Saturday, December 27, 2014

Christmas 2014

The holidays this year we're magical. I never believed it when people said Christmas when you're a kid is topped by Christmas when you have a kid but it's so, so true. Even when your child is only 3 months old and prefers staring at the lamp than opening his 20 gifts! 

We started out the festivities by visiting Santa (and spending an absurd amount on an 8x10) where Mark told the big man in red that he wanted golf clubs and diamonds. Smart boy we have right there. He could care less who holds him which is such a blessing so we were able to capture his blank stare in all it's glory. 

We spent Christmas Eve visiting J's dad's house so they could spoil the babe and ended the evening at my mom's like we always do. Can you even stand that little sweater romper? Who says girls are the fun ones to dress up! My sister has been working on a quilt for Mark ever since we announced my pregnancy and it was such an amazing, thoughtful gift we'll have forever.  

J and I started the tradition of opening gifts from each other in the quiet of our own home on Christmas Eve so this year, after we put Mark to bed, we poured ourselves a drink and enjoyed a moment just the two of us. J gifted me a gorgeous sapphire ring to add to my wedding set to symbolize our little babe and I was again blown away by his thoughtfulness. I picked a good man, that's for sure. We spent a while reflecting on the year and boy has it been a good one!
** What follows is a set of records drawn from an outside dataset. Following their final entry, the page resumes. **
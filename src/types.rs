// =============================================================================
// Shared primitive types used across the arbitrage engine
// =============================================================================

use serde::{Deserialize, Serialize};
use std::fmt;

/// A tradable asset identifier, e.g. "BTC", "USDT". Always stored uppercase so
/// it can be used as a hash map key without repeated normalization.
#[derive(Debug, Clone, PartialEq, Eq, Hash, PartialOrd, Ord, Serialize, Deserialize)]
pub struct Asset(pub String);

impl Asset {
    pub fn new(raw: impl AsRef<str>) -> Self {
        Self(raw.as_ref().to_uppercase())
    }

    pub fn as_str(&self) -> &str {
        &self.0
    }
}

impl fmt::Display for Asset {
    fn fmt(&self, f: &mut fmt::Formatter<'_>) -> fmt::Result {
        write!(f, "{}", self.0)
    }
}

impl From<&str> for Asset {
    fn from(raw: &str) -> Self {
        Self::new(raw)
    }
}

impl From<String> for Asset {
    fn from(raw: String) -> Self {
        Self::new(raw)
    }
}

/// Order side on a single hop.
#[derive(Debug, Clone, Copy, PartialEq, Eq, Serialize, Deserialize)]
pub enum Side {
    Buy,
    Sell,
}

impl fmt::Display for Side {
    fn fmt(&self, f: &mut fmt::Formatter<'_>) -> fmt::Result {
        match self {
            Self::Buy => write!(f, "BUY"),
            Self::Sell => write!(f, "SELL"),
        }
    }
}

/// Balance snapshot for a single asset from the exchange.
#[derive(Debug, Clone, Serialize, Deserialize)]
pub struct BalanceInfo {
    pub asset: Asset,
    #[serde(default)]
    pub free: rust_decimal::Decimal,
    #[serde(default)]
    pub locked: rust_decimal::Decimal,
}
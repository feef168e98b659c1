// =============================================================================
// Pair Graph (C2) — undirected adjacency over tradable assets
// =============================================================================

use std::collections::{HashMap, HashSet};
use std::time::Duration;

use anyhow::Result;
use rust_decimal::Decimal;
use tracing::{error, instrument, warn};

use crate::exchange::client::ExchangeClient;
use crate::types::Asset;

/// Numeric LOT_SIZE / MIN_NOTIONAL filters for a single symbol, always exact
/// decimals — never floats — so quantity arithmetic never drifts.
#[derive(Debug, Clone, Copy)]
pub struct SymbolFilters {
    pub min_qty: Decimal,
    pub max_qty: Decimal,
    pub step_size: Decimal,
    pub min_notional: Decimal,
}

/// An ordered (base, quote) pair with a platform-assigned name.
#[derive(Debug, Clone)]
pub struct Symbol {
    pub name: String,
    pub base: Asset,
    pub quote: Asset,
    pub status: String,
    pub filters: SymbolFilters,
}

impl Symbol {
    pub fn is_trading(&self) -> bool {
        self.status == "TRADING"
    }
}

/// Undirected graph over tradable assets, plus the symbol→(base, quote) index
/// needed to resolve a hop in O(1).
#[derive(Debug, Clone, Default)]
pub struct PairGraph {
    adjacency: HashMap<Asset, HashSet<Asset>>,
    symbols: HashMap<String, Symbol>,
}

const BUILD_RETRIES: u32 = 3;
const BUILD_BACKOFF: Duration = Duration::from_secs(10);

impl PairGraph {
    pub fn empty() -> Self {
        Self::default()
    }

    /// Build a fresh graph from the exchange's symbol metadata, retrying up
    /// to `BUILD_RETRIES` times with a fixed back-off on failure. On final
    /// failure the returned graph is empty; the caller is expected to log a
    /// hard warning rather than terminate.
    #[instrument(skip(client))]
    pub async fn build(client: &ExchangeClient) -> Self {
        for attempt in 1..=BUILD_RETRIES {
            match client.exchange_info().await {
                Ok(symbols) => {
                    let graph = Self::from_symbols(symbols);
                    if graph.symbols.is_empty() {
                        warn!(attempt, "exchange_info returned no usable symbols");
                    } else {
                        return graph;
                    }
                }
                Err(e) => {
                    warn!(attempt, error = %e, "failed to fetch exchange_info for graph build");
                }
            }
            if attempt < BUILD_RETRIES {
                tokio::time::sleep(BUILD_BACKOFF).await;
            }
        }
        error!("pair graph build exhausted all retries; continuing with an empty graph");
        Self::empty()
    }

    pub(crate) fn from_symbols(symbols: Vec<Symbol>) -> Self {
        let mut adjacency: HashMap<Asset, HashSet<Asset>> = HashMap::new();
        let mut index = HashMap::new();

        for symbol in symbols {
            if !symbol.is_trading() {
                continue;
            }
            adjacency
                .entry(symbol.base.clone())
                .or_default()
                .insert(symbol.quote.clone());
            adjacency
                .entry(symbol.quote.clone())
                .or_default()
                .insert(symbol.base.clone());
            index.insert(symbol.name.clone(), symbol);
        }

        Self {
            adjacency,
            symbols: index,
        }
    }

    pub fn is_empty(&self) -> bool {
        self.adjacency.is_empty()
    }

    pub fn contains_asset(&self, asset: &Asset) -> bool {
        self.adjacency.contains_key(asset)
    }

    pub fn neighbors(&self, asset: &Asset) -> impl Iterator<Item = &Asset> {
        self.adjacency.get(asset).into_iter().flatten()
    }

    pub fn symbol(&self, name: &str) -> Option<&Symbol> {
        self.symbols.get(name)
    }

    /// Resolve the tradable symbol and side for a hop from `from` to `to`.
    ///
    /// Tries `from+to` first (forward, SELL base for quote), then `to+from`
    /// (reverse, BUY base with quote). Returns `None` if neither exists.
    pub fn resolve_hop(&self, from: &Asset, to: &Asset) -> Option<(&Symbol, crate::types::Side)> {
        let forward_name = format!("{from}{to}");
        if let Some(sym) = self.symbols.get(&forward_name) {
            if sym.is_trading() {
                return Some((sym, crate::types::Side::Sell));
            }
        }
        let reverse_name = format!("{to}{from}");
        if let Some(sym) = self.symbols.get(&reverse_name) {
            if sym.is_trading() {
                return Some((sym, crate::types::Side::Buy));
            }
        }
        None
    }

    pub fn asset_count(&self) -> usize {
        self.adjacency.len()
    }
}

#[allow(dead_code)]
fn assert_send_sync()
where
    PairGraph: Send + Sync,
{
}

#[cfg(test)]
mod tests {
    use super::*;
    use rust_decimal_macros::dec;

    fn filters() -> SymbolFilters {
        SymbolFilters {
            min_qty: dec!(0.001),
            max_qty: dec!(100),
            step_size: dec!(0.0001),
            min_notional: dec!(10),
        }
    }

    fn symbol(name: &str, base: &str, quote: &str, status: &str) -> Symbol {
        Symbol {
            name: name.to_string(),
            base: Asset::new(base),
            quote: Asset::new(quote),
            status: status.to_string(),
            filters: filters(),
        }
    }

    #[test]
    fn trading_symbols_produce_bidirectional_edges() {
        let graph = PairGraph::from_symbols(vec![
            symbol("BTCUSDT", "BTC", "USDT", "TRADING"),
            symbol("ETHBTC", "ETH", "BTC", "TRADING"),
        ]);
        assert!(graph.neighbors(&Asset::new("BTC")).any(|a| a.as_str() == "USDT"));
        assert!(graph.neighbors(&Asset::new("USDT")).any(|a| a.as_str() == "BTC"));
        assert!(graph.neighbors(&Asset::new("BTC")).any(|a| a.as_str() == "ETH"));
        assert!(graph.neighbors(&Asset::new("ETH")).any(|a| a.as_str() == "BTC"));
    }

    #[test]
    fn non_trading_symbols_are_excluded() {
        let graph =
            PairGraph::from_symbols(vec![symbol("BTCUSDT", "BTC", "USDT", "BREAK")]);
        assert!(graph.is_empty());
    }

    #[test]
    fn resolve_hop_prefers_forward_then_reverse() {
        let graph = PairGraph::from_symbols(vec![symbol("BTCUSDT", "BTC", "USDT", "TRADING")]);
        let (sym, side) = graph
            .resolve_hop(&Asset::new("BTC"), &Asset::new("USDT"))
            .expect("forward resolves");
        assert_eq!(sym.name, "BTCUSDT");
        assert_eq!(side, crate::types::Side::Sell);

        let (sym, side) = graph
            .resolve_hop(&Asset::new("USDT"), &Asset::new("BTC"))
            .expect("reverse resolves");
        assert_eq!(sym.name, "BTCUSDT");
        assert_eq!(side, crate::types::Side::Buy);
    }

    #[test]
    fn resolve_hop_returns_none_when_absent() {
        let graph = PairGraph::empty();
        assert!(graph
            .resolve_hop(&Asset::new("BTC"), &Asset::new("USDT"))
            .is_none());
    }
}
/// Run a batch of instructions to completion, recording each result in
/// `history` and appending it to `store` as an append-only row.
pub async fn execute_instructions(
    client: Arc<ExchangeClient>,
    graph: Arc<PairGraph>,
    instructions: Vec<ExecutionInstruction>,
    price_lookup: PriceLookup,
    history: &ExecutionHistory,
    store: &TradeStore,
) -> Vec<PathExecutionResult> {
    let metadata: Vec<(f64, String)> = instructions
        .iter()
        .map(|i| (i.predicted_profit_percent, i.operating_regime.clone()))
        .collect();

    let results = execute_instructions_parallel(client, graph, instructions, price_lookup).await;

    for (result, (predicted_profit_percent, operating_regime)) in results.iter().zip(metadata) {
        history.record(result.clone());

        let path_label = result
            .path
            .0
            .iter()
            .map(|a| a.as_str().to_string())
            .collect::<Vec<_>>()
            .join("->");

        let record = TradeHistoryRecord {
            timestamp: chrono::Utc::now().to_rfc3339(),
            path: path_label,
            success: result.success,
            profit_loss: result.profit_loss.to_string().parse().unwrap_or(0.0),
            initial_amount: result.initial_amount.to_string().parse().unwrap_or(0.0),
            final_amount: result.final_amount.to_string().parse().unwrap_or(0.0),
            execution_time: result.wall_time,
            total_commission: result.total_commission.to_string().parse().unwrap_or(0.0),
            predicted_profit_percent,
            operating_regime,
        };
        if let Err(e) = store.insert(&record) {
            warn!(error = %e, "failed to persist execution result");
        }
    }

    results
}

#[cfg(test)]
mod tests {
    use super::*;
    use crate::graph::SymbolFilters;
    use rust_decimal_macros::dec;

    fn filters() -> SymbolFilters {
        SymbolFilters {
            min_qty: dec!(0.0001),
            max_qty: dec!(100),
            step_size: dec!(0.0001),
            min_notional: dec!(10),
        }
    }

    fn fill(price: Decimal, qty: Decimal, commission: Decimal, commission_asset: &str) -> Fill {
        Fill {
            price,
            qty,
            commission,
            commission_asset: commission_asset.to_string(),
        }
    }

    #[test]
    fn commission_matching_quote_asset_is_added_directly() {
        let fills = vec![fill(dec!(2000), dec!(1), dec!(2), "USDT")];
        let total = commission_in_quote(&fills, "USDT", "ETH", &|_| None);
        assert_eq!(total, dec!(2));
    }

    #[test]
    fn commission_matching_base_asset_is_converted_by_price() {
        let fills = vec![fill(dec!(2000), dec!(1), dec!(0.0005), "ETH")];
        let total = commission_in_quote(&fills, "USDT", "ETH", &|_| None);
        assert_eq!(total, dec!(1.0));
    }

    #[test]
    fn commission_in_third_asset_converts_via_lookup() {
        let fills = vec![fill(dec!(2000), dec!(1), dec!(10), "BNB")];
        let total = commission_in_quote(&fills, "USDT", "ETH", &|asset| {
            if asset == "BNB" {
                Some(dec!(300))
            } else {
                None
            }
        });
        assert_eq!(total, dec!(3000));
    }

    #[test]
    fn commission_in_third_asset_falls_back_to_raw_value_without_lookup() {
        let fills = vec![fill(dec!(2000), dec!(1), dec!(10), "BNB")];
        let total = commission_in_quote(&fills, "USDT", "ETH", &|_| None);
        assert_eq!(total, dec!(10));
    }

    #[test]
    fn next_hop_amount_matches_literal_fill_accounting_example() {
        // BUY 1.0 ETH on ETHUSDT at 2000, commission 0.0005 ETH -> next input 0.9995 ETH.
        let fills = vec![fill(dec!(2000), dec!(1.0), dec!(0.0005), "ETH")];
        let sum_qty: Decimal = fills.iter().map(|f| f.qty).sum();
        let commission_in_next: Decimal = fills
            .iter()
            .filter(|f| f.commission_asset == "ETH")
            .map(|f| f.commission)
            .sum();
        assert_eq!(sum_qty - commission_in_next, dec!(0.9995));

        // Same fill, commission in BNB -> next-hop input is the full 1.0 ETH.
        let fills = vec![fill(dec!(2000), dec!(1.0), dec!(0.0005), "BNB")];
        let sum_qty: Decimal = fills.iter().map(|f| f.qty).sum();
        let commission_in_next: Decimal = fills
            .iter()
            .filter(|f| f.commission_asset == "ETH")
            .map(|f| f.commission)
            .sum();
        assert_eq!(sum_qty - commission_in_next, dec!(1.0));
    }

    #[test]
    fn execution_history_caps_at_capacity_and_summarizes() {
        let history = ExecutionHistory::new();
        for _ in 0..3 {
            history.record(PathExecutionResult {
                path: Path(vec![Asset::new("USDT"), Asset::new("BTC")]),
                success: true,
                initial_amount: dec!(100),
                final_amount: dec!(101),
                profit_loss: dec!(1),
                hop_results: Vec::new(),
                total_commission: dec!(0.1),
                wall_time: 0.5,
            });
        }
        let stats = history.statistics();
        assert_eq!(stats.total, 3);
        assert_eq!(stats.successful, 3);
        assert_eq!(stats.total_profit, dec!(3));
        assert!((stats.success_rate() - 1.0).abs() < f64::EPSILON);
    }

    #[allow(dead_code)]
    fn assert_filters_unused(_f: SymbolFilters) {}
}
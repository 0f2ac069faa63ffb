//! Leaf parsing: the textual value of one form control → a typed scalar.
use chrono::{DateTime, FixedOffset, NaiveDateTime, TimeZone};
use once_cell::sync::Lazy;
use regex::Regex;

use crate::schema::Schema;
use crate::typed::Typed;

// ------------------------------- Policy ---------------------------------- //

const TRUE_WORDS: &[&str] = &["true", "t", "yes", "y", "on", "1"];
const FALSE_WORDS: &[&str] = &["false", "f", "no", "n", "off", "0"];

// `YYYY-MM-DDTHH:MM[:SS[.fraction]]` + optional `Z` / `±HH:MM`; no offset means UTC
static TIMESTAMP_RE: Lazy<Regex> = Lazy::new(|| {
    Regex::new(r"^(\d{4}-\d{2}-\d{2}T\d{2}:\d{2}(?::\d{2}(?:\.\d{1,9})?)?)([Zz]|[+-]\d{2}:\d{2})?$")
        .expect("timestamp pattern compiles")
});

// ------------------------------- Parsing --------------------------------- //

/// Parse `text` as the scalar `schema` describes. Non-scalar schemas are the
/// caller's business and are rejected here.
pub fn parse(text: &str, schema: &Schema) -> Result<Typed, String> {
    match schema {
        Schema::String => Ok(Typed::String(text.to_string())),
        Schema::UInt => parse_uint(text).map(Typed::UInt),
        Schema::Bool => parse_bool(text).map(Typed::Bool),
        Schema::Timestamp => parse_timestamp(text).map(Typed::Timestamp),
        other => Err(format!("expected {}, found a single value", article(other))),
    }
}

/// The value a padded-but-never-submitted position takes.
pub fn zero(schema: &Schema) -> Option<Typed> {
    match schema {
        Schema::String => Some(Typed::String(String::new())),
        Schema::UInt => Some(Typed::UInt(0)),
        Schema::Bool => Some(Typed::Bool(false)),
        _ => None,
    }
}

pub fn parse_uint(text: &str) -> Result<u64, String> {
    use std::num::IntErrorKind;
    let t = text.trim();
    if t.is_empty() {
        return Err("expected a non-negative integer, found an empty value".into());
    }
    match t.parse::<u64>() {
        Ok(n) => Ok(n),
        Err(e) => match e.kind() {
            IntErrorKind::PosOverflow => Err(format!("`{t}` is too large")),
            _ if t.strip_prefix('-').is_some_and(|d| !d.is_empty() && d.bytes().all(|b| b.is_ascii_digit())) => {
                Err(format!("must be non-negative, found `{t}`"))
            }
            _ => Err(format!("expected a non-negative integer, found `{t}`")),
        },
    }
}

pub fn parse_bool(text: &str) -> Result<bool, String> {
    let t = text.trim().to_ascii_lowercase();
    if TRUE_WORDS.contains(&t.as_str()) {
        Ok(true)
    } else if FALSE_WORDS.contains(&t.as_str()) {
        Ok(false)
    } else {
        Err(format!("expected a boolean, found `{}`", text.trim()))
    }
}

pub fn parse_timestamp(text: &str) -> Result<DateTime<FixedOffset>, String> {
    let t = text.trim();
    let invalid = || format!("expected a timestamp like 2024-01-31T09:30:00Z, found `{t}`");

    let caps = TIMESTAMP_RE.captures(t).ok_or_else(invalid)?;
    let naive = NaiveDateTime::parse_from_str(&caps[1], "%Y-%m-%dT%H:%M:%S%.f")
        .or_else(|_| NaiveDateTime::parse_from_str(&caps[1], "%Y-%m-%dT%H:%M"))
        .map_err(|_| invalid())?;

    let offset = match caps.get(2).map(|m| m.as_str()) {
        None | Some("Z") | Some("z") => FixedOffset::east_opt(0),
        Some(o) => parse_offset(o),
    }
    .ok_or_else(invalid)?;

    offset.from_local_datetime(&naive).single().ok_or_else(invalid)
}

/// `±HH:MM`, already shape-checked by the pattern.
fn parse_offset(o: &str) -> Option<FixedOffset> {
    let sign = if o.starts_with('-') { -1 } else { 1 };
    let hours: i32 = o.get(1..3)?.parse().ok()?;
    let minutes: i32 = o.get(4..6)?.parse().ok()?;
    if hours > 23 || minutes > 59 {
        return None;
    }
    FixedOffset::east_opt(sign * (hours * 3600 + minutes * 60))
}

pub(crate) fn article(schema: &Schema) -> String {
    let name = schema.type_name();
    match name.as_bytes().first() {
        Some(b'a' | b'e' | b'i' | b'o' | b'u') => format!("an {name}"),
        _ => format!("a {name}"),
    }
}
Especially since we decided on Christmas Eve last year that we wanted a family and our sweet little man turned 3 months old on Christmas Day. 
Like last year, we hosted Christmas for J's mom's side of the family (and my family too) and it went off without a hitch. We got to relax in our own home which is awesome with a new baby, had tons of yummy food including pork from the smoker and really enjoyed ourselves. Family is so important to both of us and it's such a blessing to have everyone together under one roof making new and continuing old traditions. It was yet again another fabulous holiday season in the books and I'm a bit in denial that it's over already! Until next year...

Friday, December 26, 2014

Baby H: Three Months of Mark

 He... 

[+] weighs 12lbs according to our scale at home but we won't get an accurate weight or length measurement until his 4 month well-baby check-up in another month.

[+] turned 3 months old on Christmas day and celebrated his first holiday season with lots of family and lots of love. He has all these new toys to play with and could care less about any of them right now. Babies!

[+] is 100% sleeping in his crib and the transition went really well. We started with naps during the day to get him used to it and then decided one night to just not pull out the rock n' play. He sleeps along the short end of the crib (perpendicular to how you'd normally sleep in a bed) as I heard they like being near the walls so it doesn't feel so open. We also have a bath towel rolled up into a "U" under the fitted crib sheet that we set him in so when he turns a bit he doesn't feel so "free". Eventually we'll move him more and more to the center and remove the towel, along with someday removing his swaddle but for now I'm just happy with our progress.

[+] has giggled a handful of times, very briefly each time, and they are the sweetest sounds ever. I thought I loved his chatter once he found his voice but the giggles are so much better. The best ones have come from tickling his hips after a diaper change so now I tickle him after each one.

[+] has recently been sleeping from 8pm to 7/7:30am with a dream feed at 10pm when mom and dad go to bed. We are loving the extra sleep! He is still fussing a little bit around 6/6:30am but will usually go back to sleep as soon as we give him the paci and rock him a little. Today though he didn't make a peep until 7:15!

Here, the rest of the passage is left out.